WHAT YOU SHOULD DO: Give the number of lines in the data below containing the word "CorsLayer", with no other text.

WORKING DATA:
--*--

use axum::Router;
use axum::http::{HeaderValue, Method};
use axum::routing::get;
use tower_http::cors::{AllowOrigin, Any, CorsLayer};
use tower_http::services::ServeDir;
use tower_http::trace::TraceLayer;
use tracing::warn;

use super::handlers;
use super::state::SharedState;
use crate::config::AppConfig;
use crate::ws;

/// Build the Axum router with all routes and middleware.
pub fn create_router(state: SharedState) -> Router {
    let cors = CorsLayer::new()
        .allow_origin(allowed_origin(&state.config))
        .allow_methods([Method::GET, Method::POST])
        .allow_headers(Any);

    let mut router = Router::new()
        // Health check (outside /api prefix)
        .route("/health", get(handlers::health))
        // Room introspection
        .route("/api/rooms", get(handlers::list_rooms))
        .route("/api/rooms/{room}", get(handlers::get_room))
        // WebSocket — the relay itself
        .route("/ws", get(ws::ws_handler));

    // Client assets
    if let Some(dir) = state.config.static_dir.as_ref() {
        if dir.is_dir() {
            router = router.fallback_service(ServeDir::new(dir));
        } else {
            warn!(dir = %dir.display(), "STATIC_DIR is not a directory, not serving assets");
        }
    }

    router
        // Middleware
        .layer(cors)
        .layer(TraceLayer::new_for_http())
        .with_state(state)
}

fn allowed_origin(config: &AppConfig) -> AllowOrigin {
    if config.allows_any_origin() {
        return AllowOrigin::any();
    }
    match HeaderValue::from_str(&config.allowed_origin) {
        Ok(origin) => AllowOrigin::exact(origin),
        Err(e) => {
            warn!(origin = %config.allowed_origin, "invalid ALLOWED_ORIGIN, CORS disabled: {e}");
            AllowOrigin::list(std::iter::empty::<HeaderValue>())
        }
    }
}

--*--

FINISHED TASK: 2